Die Stadt Oldenburg hat eine Straße nach dem ehemaligen Landesrabbiner der Stadt, Dr. Leo Trepp, benannt. Leo Trepp war in den Jahren 1936 bis 1939 Rabbiner in der norddeutschen Stadt – der letzte vor der Zerstörung der Gemeinde durch das NS-Regime. Nach der „Reichskristallnacht“ wurde Rabbiner Trepp mit allen anderen jüdischen Männern der Stadt ins Konzentrationslager Sachsenhausen verschleppt, wurde aber entlassen und konnte ins Ausland flüchten. Er lebte seit 1940 in den USA, wo er im Jahr 2010 verstarb. Er blieb aber der Stadt Oldenburg verbunden. Bei der neuen Leo-Trepp-Straße handelt es sich um den bisherigen südlichen Abschnitt der Wilhelm-Straße. In diesem Abschnitt befindet sich der Sitz der Jüdischen Gemeinde Oldenburg. Deren Vorsitzender, Jehuda Wältermann, begrüßte die Umbenennung.

Europa:

Bei einem Treffen mit dem Erweiterungskommissar der EU, Stefan Füle, haben sich Vertreter verschiedener Religionsgemeinschaften in der Ukraine – Christen, Juden und Moslems – für eine Aufhebung der Visumspflicht für ukrainische Bürger bei Reisen in die EU eingesetzt.

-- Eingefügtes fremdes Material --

//! Labeled text samples: MBTI-typed and Big Five-scored.

use serde::{Deserialize, Serialize};

use super::mbti::PersonalityType;
use super::text::{TextInput, TextSample};
use crate::config::SentencePolicy;
use crate::error::Result;

/// Associates text with an MBTI type.
///
/// See <https://en.wikipedia.org/wiki/Myers–Briggs_Type_Indicator>.
#[derive(Debug, Clone, PartialEq, Serialize, Deserialize)]
#[serde(from = "RawMbtiSample")]
pub struct MbtiSample {
    text: Vec<String>,
    mbti: PersonalityType,
}

#[derive(Deserialize)]
struct RawMbtiSample {
    text: TextInput,
    mbti: PersonalityType,
}

impl From<RawMbtiSample> for MbtiSample {
    fn from(raw: RawMbtiSample) -> Self {
        MbtiSample::new(raw.text, raw.mbti)
    }
}

impl MbtiSample {
    /// Build a sample, splitting raw text with the default sentence policy.
    pub fn new(text: impl Into<TextInput>, mbti: PersonalityType) -> Self {
        Self::with_policy(text, mbti, &SentencePolicy::default())
    }

    /// Build a sample, splitting raw text with an explicit sentence policy.
    pub fn with_policy(
        text: impl Into<TextInput>,
        mbti: PersonalityType,
        policy: &SentencePolicy,
    ) -> Self {
        MbtiSample {
            text: text.into().into_sentences(policy),
            mbti,
        }
    }

    /// Parse a sample from JSON such as `{"text": "...", "mbti": "intj"}`.
    pub fn from_json(json: &str) -> Result<Self> {
        Ok(serde_json::from_str(json)?)
    }

    /// The MBTI label.
    pub fn mbti(&self) -> PersonalityType {
        self.mbti
    }
}

impl TextSample for MbtiSample {
    fn text(&self) -> &[String] {
        &self.text
    }
}

/// A Big Five factor level: either simple presence or a measured score.
///
/// The two forms are never converted into one another.
///
/// Scores are not checked for finiteness. JSON has no NaN or infinity, so
/// `serde_json` writes a non-finite score as `null`, and `null` does not
/// deserialize back into a `TraitLevel`.
#[derive(Debug, Clone, Copy, PartialEq, Serialize, Deserialize)]
#[serde(untagged)]
pub enum TraitLevel {
    Presence(bool),
    Score(f64),
}

impl TraitLevel {
    /// The flag, if this is a presence level.
    pub fn as_presence(&self) -> Option<bool> {
        match self {
            Self::Presence(p) => Some(*p),
            Self::Score(_) => None,
        }
    }

    /// The score, if this is a measured level.
    pub fn as_score(&self) -> Option<f64> {
        match self {
            Self::Score(s) => Some(*s),
            Self::Presence(_) => None,
        }
    }
}

impl From<bool> for TraitLevel {
    fn from(p: bool) -> Self {
        Self::Presence(p)
    }
}

impl From<f64> for TraitLevel {
    fn from(s: f64) -> Self {
        Self::Score(s)
    }
}

/// The five factors of the Big Five model.
#[derive(Debug, Clone, Copy, PartialEq, Eq, Hash, Serialize, Deserialize)]
#[serde(rename_all = "snake_case")]
pub enum BigFiveTrait {
    Extraversion,
    Agreeableness,
    Openness,
    Conscientiousness,
    Neuroticism,
}

impl BigFiveTrait {
    /// Factors in (ext, agr, opn, con, neu) order.
    pub fn all() -> [BigFiveTrait; 5] {
        [
            Self::Extraversion,
            Self::Agreeableness,
            Self::Openness,
            Self::Conscientiousness,
            Self::Neuroticism,
        ]
    }

    /// Short field name used in serialized samples.
    pub fn short_name(&self) -> &'static str {
        match self {
            Self::Extraversion => "ext",
            Self::Agreeableness => "agr",
            Self::Openness => "opn",
            Self::Conscientiousness => "con",
            Self::Neuroticism => "neu",
        }
    }
}

/// Holds text and factor levels w.r.t. the Big Five model.
///
/// See <https://en.wikipedia.org/wiki/Big_Five_personality_traits>.
#[derive(Debug, Clone, PartialEq, Serialize, Deserialize)]
#[serde(from = "RawBigFiveSample")]
pub struct BigFiveSample {
    text: Vec<String>,
    ext: TraitLevel,
    agr: TraitLevel,
    opn: TraitLevel,
    con: TraitLevel,
    neu: TraitLevel,
    #[serde(default, skip_serializing_if = "Option::is_none")]
    uid: Option<String>,
}

#[derive(Deserialize)]
struct RawBigFiveSample {
    text: TextInput,
    ext: TraitLevel,
    agr: TraitLevel,
    opn: TraitLevel,
    con: TraitLevel,
    neu: TraitLevel,
    #[serde(default)]
    uid: Option<String>,
}

impl From<RawBigFiveSample> for BigFiveSample {
    fn from(raw: RawBigFiveSample) -> Self {
        let sample = BigFiveSample::new(raw.text, raw.ext, raw.agr, raw.opn, raw.con, raw.neu);
        match raw.uid {
            Some(uid) => sample.with_uid(uid),
            None => sample,
        }
    }
}

impl BigFiveSample {
    /// Build a sample without a `uid`, splitting raw text with the default
    /// sentence policy. Trait arguments accept `bool` or `f64`.
    pub fn new(
        text: impl Into<TextInput>,
        ext: impl Into<TraitLevel>,
        agr: impl Into<TraitLevel>,
        opn: impl Into<TraitLevel>,
        con: impl Into<TraitLevel>,
        neu: impl Into<TraitLevel>,
    ) -> Self {
        Self::with_policy(
            text,
            [ext.into(), agr.into(), opn.into(), con.into(), neu.into()],
            &SentencePolicy::default(),
        )
    }

    /// Build a sample from levels in (ext, agr, opn, con, neu) order.
    pub fn with_policy(
        text: impl Into<TextInput>,
        levels: [TraitLevel; 5],
        policy: &SentencePolicy,
    ) -> Self {
        let [ext, agr, opn, con, neu] = levels;
        BigFiveSample {
            text: text.into().into_sentences(policy),
            ext,
            agr,
            opn,
            con,
            neu,
            uid: None,
        }
    }

    /// Attach a source-record identifier.
    pub fn with_uid(mut self, uid: impl Into<String>) -> Self {
        self.uid = Some(uid.into());
        self
    }

    /// Parse a sample from JSON with `text`, `ext`, `agr`, `opn`, `con`,
    /// `neu` and an optional `uid`.
    pub fn from_json(json: &str) -> Result<Self> {
        Ok(serde_json::from_str(json)?)
    }

    /// Extraversion level (`ext`).
    pub fn extraversion(&self) -> TraitLevel {
        self.ext
    }

    /// Agreeableness level (`agr`).
    pub fn agreeableness(&self) -> TraitLevel {
        self.agr
    }

    /// Openness-to-experience level (`opn`).
    pub fn openness(&self) -> TraitLevel {
        self.opn
    }

    /// Conscientiousness level (`con`).
    pub fn conscientiousness(&self) -> TraitLevel {
        self.con
    }

    /// Neuroticism level (`neu`).
    pub fn neuroticism(&self) -> TraitLevel {
        self.neu
    }

    /// Level of a single factor.
    pub fn get(&self, factor: BigFiveTrait) -> TraitLevel {
        match factor {
            BigFiveTrait::Extraversion => self.ext,
            BigFiveTrait::Agreeableness => self.agr,
            BigFiveTrait::Openness => self.opn,
            BigFiveTrait::Conscientiousness => self.con,
            BigFiveTrait::Neuroticism => self.neu,
        }
    }

    /// All five levels in (ext, agr, opn, con, neu) order.
    pub fn traits(&self) -> [TraitLevel; 5] {
        [self.ext, self.agr, self.opn, self.con, self.neu]
    }

    /// Source-record identifier, if one was attached.
    pub fn uid(&self) -> Option<&str> {
        self.uid.as_deref()
    }
}

impl TextSample for BigFiveSample {
    fn text(&self) -> &[String] {
        &self.text
    }
}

Füle begrüßte, dass sich die Glaubensgemeinschaften für die europäische Zukunft der Ukraine engagierten.
Eine Aufhebung der Visumspflicht für Inhaber ukrainischer Pässe wäre auch für die jüdische Gemeinschaft in Deutschland von Bedeutung. Zahlreiche Mitglieder jüdischer Gemeinden haben Familienangehörige und Freunde in der Ukraine. Bei Visumsfreiheit wären Besuche dieses Personenkreises in Deutschland einfacher durchzuführen, als es gegenwärtig der Fall ist. Darüber hinaus könnte die Kontaktpflege zwischen den jüdischen Gemeinden und Einrichtungen beider Länder leichter werden.